**EXERCISE GOAL:** Among the records below, find the line that has "let config = ModelSessionConfig::default();"; from there, give the lines again exactly, and stop after the line that has "let yaml = serde_yaml::to_string(&settings).unwrap();".

Recorded data:
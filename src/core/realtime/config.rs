//! Realtime endpoint and session configuration types.
//!
//! This module contains:
//! - Model selection
//! - Voice selection
//! - Audio encodings accepted by the endpoint
//! - [`ModelSessionConfig`], the body of the `session.update` event
//! - [`RealtimeSettings`], how to reach and authenticate with the endpoint

use std::fmt;
use std::time::Duration;

use http::HeaderValue;
use serde::{Deserialize, Serialize, Serializer};
use tokio_tungstenite::tungstenite::client::IntoClientRequest;
use tokio_tungstenite::tungstenite::handshake::client::Request;
use url::Url;

use super::messages::{MaxTokens, TurnDetection};
use crate::errors::{BridgeError, BridgeResult};

/// Realtime API WebSocket endpoint.
pub const REALTIME_BASE_URL: &str = "wss://api.openai.com/v1/realtime";

/// Sample rate of PCM16 audio on the wire.
pub const REALTIME_PCM16_SAMPLE_RATE: u32 = 24000;

/// Value of the `OpenAI-Beta` header required by the realtime endpoint.
pub const REALTIME_BETA_HEADER: &str = "realtime=v1";

// =============================================================================
// Models
// =============================================================================

/// Known realtime models.
#[derive(Debug, Clone, Copy, PartialEq, Eq, Default, Serialize, Deserialize)]
pub enum RealtimeModel {
    #[default]
    #[serde(rename = "gpt-4o-realtime-preview")]
    Gpt4oRealtimePreview,
    #[serde(rename = "gpt-4o-realtime-preview-2024-10-01")]
    Gpt4oRealtimePreview20241001,
    #[serde(rename = "gpt-4o-realtime-preview-2024-12-17")]
    Gpt4oRealtimePreview20241217,
    #[serde(rename = "gpt-4o-mini-realtime-preview")]
    Gpt4oMiniRealtimePreview,
}

impl RealtimeModel {
    #[inline]
    pub fn as_str(&self) -> &'static str {
        match self {
            Self::Gpt4oRealtimePreview => "gpt-4o-realtime-preview",
            Self::Gpt4oRealtimePreview20241001 => "gpt-4o-realtime-preview-2024-10-01",
            Self::Gpt4oRealtimePreview20241217 => "gpt-4o-realtime-preview-2024-12-17",
            Self::Gpt4oMiniRealtimePreview => "gpt-4o-mini-realtime-preview",
        }
    }

    /// Look up a model by its API name.
    pub fn from_name(name: &str) -> Option<Self> {
        match name.to_lowercase().as_str() {
            "gpt-4o-realtime-preview" => Some(Self::Gpt4oRealtimePreview),
            "gpt-4o-realtime-preview-2024-10-01" => Some(Self::Gpt4oRealtimePreview20241001),
            "gpt-4o-realtime-preview-2024-12-17" => Some(Self::Gpt4oRealtimePreview20241217),
            "gpt-4o-mini-realtime-preview" => Some(Self::Gpt4oMiniRealtimePreview),
            _ => None,
        }
    }
}

impl fmt::Display for RealtimeModel {
    fn fmt(&self, f: &mut fmt::Formatter<'_>) -> fmt::Result {
        write!(f, "{}", self.as_str())
    }
}

// =============================================================================
// Voices
// =============================================================================

/// Voices the model can speak with.
#[derive(Debug, Clone, Copy, PartialEq, Eq, Default, Serialize, Deserialize)]
#[serde(rename_all = "lowercase")]
pub enum Voice {
    #[default]
    Alloy,
    Ash,
    Ballad,
    Coral,
    Echo,
    Sage,
    Shimmer,
    Verse,
}

impl Voice {
    #[inline]
    pub fn as_str(&self) -> &'static str {
        match self {
            Self::Alloy => "alloy",
            Self::Ash => "ash",
            Self::Ballad => "ballad",
            Self::Coral => "coral",
            Self::Echo => "echo",
            Self::Sage => "sage",
            Self::Shimmer => "shimmer",
            Self::Verse => "verse",
        }
    }

    /// Parse a voice name, falling back to the default.
    pub fn from_str_or_default(s: &str) -> Self {
        match s.trim().to_lowercase().as_str() {
            "ash" => Self::Ash,
            "ballad" => Self::Ballad,
            "coral" => Self::Coral,
            "echo" => Self::Echo,
            "sage" => Self::Sage,
            "shimmer" => Self::Shimmer,
            "verse" => Self::Verse,
            _ => Self::Alloy,
        }
    }
}

impl fmt::Display for Voice {
    fn fmt(&self, f: &mut fmt::Formatter<'_>) -> fmt::Result {
        write!(f, "{}", self.as_str())
    }
}

// =============================================================================
// Audio Encodings
// =============================================================================

/// Audio encodings accepted by the endpoint.
#[derive(Debug, Clone, Copy, PartialEq, Eq, Default, Serialize, Deserialize)]
#[serde(rename_all = "lowercase")]
pub enum AudioEncoding {
    /// PCM 16-bit signed little-endian, 24 kHz mono
    #[default]
    Pcm16,
    #[serde(rename = "g711_ulaw")]
    G711Ulaw,
    #[serde(rename = "g711_alaw")]
    G711Alaw,
}

impl AudioEncoding {
    #[inline]
    pub fn as_str(&self) -> &'static str {
        match self {
            Self::Pcm16 => "pcm16",
            Self::G711Ulaw => "g711_ulaw",
            Self::G711Alaw => "g711_alaw",
        }
    }

    #[inline]
    pub fn sample_rate(&self) -> u32 {
        match self {
            Self::Pcm16 => REALTIME_PCM16_SAMPLE_RATE,
            Self::G711Ulaw | Self::G711Alaw => 8000,
        }
    }

    pub fn from_str_or_default(s: &str) -> Self {
        match s.to_lowercase().as_str() {
            "g711_ulaw" | "ulaw" | "mulaw" => Self::G711Ulaw,
            "g711_alaw" | "alaw" => Self::G711Alaw,
            _ => Self::Pcm16,
        }
    }
}

impl fmt::Display for AudioEncoding {
    fn fmt(&self, f: &mut fmt::Formatter<'_>) -> fmt::Result {
        write!(f, "{}", self.as_str())
    }
}

// =============================================================================
// Modalities and Tool Choice
// =============================================================================

#[derive(Debug, Clone, Copy, PartialEq, Eq, Serialize, Deserialize)]
#[serde(rename_all = "lowercase")]
pub enum Modality {
    Text,
    Audio,
}

/// How the model may use tools.
#[derive(Debug, Clone, Copy, PartialEq, Eq, Default, Serialize, Deserialize)]
#[serde(rename_all = "lowercase")]
pub enum ToolChoice {
    #[default]
    Auto,
    None,
    Required,
}

// =============================================================================
// Session Configuration
// =============================================================================

/// Model behaviour for one connection, sent as the `session` object of
/// `session.update` immediately after the handshake.
#[derive(Debug, Clone, PartialEq, Serialize, Deserialize)]
#[serde(default)]
pub struct ModelSessionConfig {
    /// System prompt
    pub instructions: String,
    pub modalities: Vec<Modality>,
    pub voice: Voice,
    pub input_audio_format: AudioEncoding,
    pub output_audio_format: AudioEncoding,
    pub temperature: f32,
    /// `None` disables server-side turn detection
    pub turn_detection: Option<TurnDetection>,
    pub tool_choice: ToolChoice,
    pub max_response_output_tokens: MaxTokens,
}

impl Default for ModelSessionConfig {
    fn default() -> Self {
        Self {
            instructions: String::new(),
            modalities: vec![Modality::Text, Modality::Audio],
            voice: Voice::default(),
            input_audio_format: AudioEncoding::Pcm16,
            output_audio_format: AudioEncoding::Pcm16,
            temperature: 0.8,
            turn_detection: Some(TurnDetection::default()),
            tool_choice: ToolChoice::Auto,
            max_response_output_tokens: MaxTokens::Infinite,
        }
    }
}

// =============================================================================
// Endpoint Settings
// =============================================================================

fn redact<S: Serializer>(value: &str, serializer: S) -> Result<S::Ok, S::Error> {
    if value.is_empty() {
        serializer.serialize_str("")
    } else {
        serializer.serialize_str("<redacted>")
    }
}

/// Where the realtime endpoint lives and how to authenticate with it.
#[derive(Clone, PartialEq, Serialize, Deserialize)]
#[serde(default)]
pub struct RealtimeSettings {
    #[serde(serialize_with = "redact")]
    pub api_key: String,
    pub model: String,
    pub base_url: String,
    /// Handshake timeout in milliseconds
    pub connect_timeout_ms: u64,
}

impl fmt::Debug for RealtimeSettings {
    fn fmt(&self, f: &mut fmt::Formatter<'_>) -> fmt::Result {
        f.debug_struct("RealtimeSettings")
            .field("api_key", &"<redacted>")
            .field("model", &self.model)
            .field("base_url", &self.base_url)
            .field("connect_timeout_ms", &self.connect_timeout_ms)
            .finish()
    }
}

impl Default for RealtimeSettings {
    fn default() -> Self {
        Self {
            api_key: String::new(),
            model: RealtimeModel::default().as_str().to_string(),
            base_url: REALTIME_BASE_URL.to_string(),
            connect_timeout_ms: 10_000,
        }
    }
}

impl RealtimeSettings {
    pub fn new(api_key: impl Into<String>) -> Self {
        Self {
            api_key: api_key.into(),
            ..Default::default()
        }
    }

    pub fn connect_timeout(&self) -> Duration {
        Duration::from_millis(self.connect_timeout_ms)
    }

    /// `{base_url}?model={model}`, validated as a `ws`/`wss` URL.
    pub fn endpoint_url(&self) -> BridgeResult<Url> {
        let mut url = Url::parse(&self.base_url)
            .map_err(|e| BridgeError::Configuration(format!("invalid base_url: {e}")))?;
        if !matches!(url.scheme(), "ws" | "wss") {
            return Err(BridgeError::Configuration(format!(
                "base_url must use ws or wss, got {}",
                url.scheme()
            )));
        }
        url.query_pairs_mut().append_pair("model", &self.model);
        Ok(url)
    }

    /// WebSocket handshake request with authentication headers.
    pub fn client_request(&self) -> BridgeResult<Request> {
        let url = self.endpoint_url()?;
        let mut request = url
            .as_str()
            .into_client_request()
            .map_err(|e| BridgeError::Connection(e.to_string()))?;

        let bearer = HeaderValue::from_str(&format!("Bearer {}", self.api_key))
            .map_err(|e| BridgeError::Configuration(format!("invalid api key: {e}")))?;
        let headers = request.headers_mut();
        headers.insert("Authorization", bearer);
        headers.insert("OpenAI-Beta", HeaderValue::from_static(REALTIME_BETA_HEADER));
        Ok(request)
    }
}

// =============================================================================
// Tests
// =============================================================================

#[cfg(test)]
mod tests {
    use super::*;

    #[test]
    fn test_model_names() {
        assert_eq!(
            RealtimeModel::default().as_str(),
            "gpt-4o-realtime-preview"
        );
        assert_eq!(
            RealtimeModel::from_name("GPT-4o-mini-realtime-preview"),
            Some(RealtimeModel::Gpt4oMiniRealtimePreview)
        );
        assert_eq!(RealtimeModel::from_name("gpt-5"), None);
    }

    #[test]
    fn test_voice_from_str() {
        assert_eq!(Voice::from_str_or_default("SHIMMER"), Voice::Shimmer);
        assert_eq!(Voice::from_str_or_default(" verse "), Voice::Verse);
        assert_eq!(Voice::from_str_or_default("unknown"), Voice::Alloy);
    }

    #[test]
    fn test_encoding_sample_rates() {
        assert_eq!(AudioEncoding::Pcm16.sample_rate(), 24000);
        assert_eq!(AudioEncoding::G711Ulaw.sample_rate(), 8000);
        assert_eq!(AudioEncoding::from_str_or_default("alaw"), AudioEncoding::G711Alaw);
        assert_eq!(AudioEncoding::from_str_or_default("opus"), AudioEncoding::Pcm16);
    }

    #[test]
    fn test_session_config_defaults() {
        let config = ModelSessionConfig::default();
        assert_eq!(config.instructions, "");
        assert_eq!(config.modalities, vec![Modality::Text, Modality::Audio]);
        assert_eq!(config.voice, Voice::Alloy);
        assert_eq!(config.tool_choice, ToolChoice::Auto);
        assert_eq!(config.max_response_output_tokens, MaxTokens::Infinite);
        assert!(matches!(
            config.turn_detection,
            Some(TurnDetection::ServerVad { .. })
        ));
    }

    #[test]
    fn test_session_config_partial_yaml() {
        let config: ModelSessionConfig =
            serde_yaml::from_str("voice: echo\ntemperature: 1.0\nturn_detection: null\n").unwrap();
        assert_eq!(config.voice, Voice::Echo);
        assert_eq!(config.temperature, 1.0);
        assert_eq!(config.turn_detection, None);
        assert_eq!(config.input_audio_format, AudioEncoding::Pcm16);
    }

    #[test]
    fn test_endpoint_url_appends_model() {
        let settings = RealtimeSettings::new("sk-test");
        assert_eq!(
            settings.endpoint_url().unwrap().as_str(),
            "wss://api.openai.com/v1/realtime?model=gpt-4o-realtime-preview"
        );
    }

    #[test]
    fn test_endpoint_url_rejects_http() {
        let settings = RealtimeSettings {
            base_url: "https://api.openai.com/v1/realtime".to_string(),
            ..RealtimeSettings::new("sk-test")
        };
        assert!(matches!(
            settings.endpoint_url(),
            Err(BridgeError::Configuration(_))
        ));
    }

    #[test]
    fn test_client_request_headers() {
        let request = RealtimeSettings::new("sk-test").client_request().unwrap();
        assert_eq!(request.headers()["Authorization"], "Bearer sk-test");
        assert_eq!(request.headers()["OpenAI-Beta"], "realtime=v1");
    }

    #[test]
    fn test_api_key_is_redacted() {
        let settings = RealtimeSettings::new("sk-secret");
        assert!(!format!("{settings:?}").contains("sk-secret"));
        let yaml = serde_yaml::to_string(&settings).unwrap();
        assert!(!yaml.contains("sk-secret"));
        assert!(yaml.contains("<redacted>"));
    }
}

**THE COMPLETED TASK:**
        let config = ModelSessionConfig::default();
        assert_eq!(config.instructions, "");
        assert_eq!(config.modalities, vec![Modality::Text, Modality::Audio]);
        assert_eq!(config.voice, Voice::Alloy);
        assert_eq!(config.tool_choice, ToolChoice::Auto);
        assert_eq!(config.max_response_output_tokens, MaxTokens::Infinite);
        assert!(matches!(
            config.turn_detection,
            Some(TurnDetection::ServerVad { .. })
        ));
    }

    #[test]
    fn test_session_config_partial_yaml() {
        let config: ModelSessionConfig =
            serde_yaml::from_str("voice: echo\ntemperature: 1.0\nturn_detection: null\n").unwrap();
        assert_eq!(config.voice, Voice::Echo);
        assert_eq!(config.temperature, 1.0);
        assert_eq!(config.turn_detection, None);
        assert_eq!(config.input_audio_format, AudioEncoding::Pcm16);
    }

    #[test]
    fn test_endpoint_url_appends_model() {
        let settings = RealtimeSettings::new("sk-test");
        assert_eq!(
            settings.endpoint_url().unwrap().as_str(),
            "wss://api.openai.com/v1/realtime?model=gpt-4o-realtime-preview"
        );
    }

    #[test]
    fn test_endpoint_url_rejects_http() {
        let settings = RealtimeSettings {
            base_url: "https://api.openai.com/v1/realtime".to_string(),
            ..RealtimeSettings::new("sk-test")
        };
        assert!(matches!(
            settings.endpoint_url(),
            Err(BridgeError::Configuration(_))
        ));
    }

    #[test]
    fn test_client_request_headers() {
        let request = RealtimeSettings::new("sk-test").client_request().unwrap();
        assert_eq!(request.headers()["Authorization"], "Bearer sk-test");
        assert_eq!(request.headers()["OpenAI-Beta"], "realtime=v1");
    }

    #[test]
    fn test_api_key_is_redacted() {
        let settings = RealtimeSettings::new("sk-secret");
        assert!(!format!("{settings:?}").contains("sk-secret"));
        let yaml = serde_yaml::to_string(&settings).unwrap();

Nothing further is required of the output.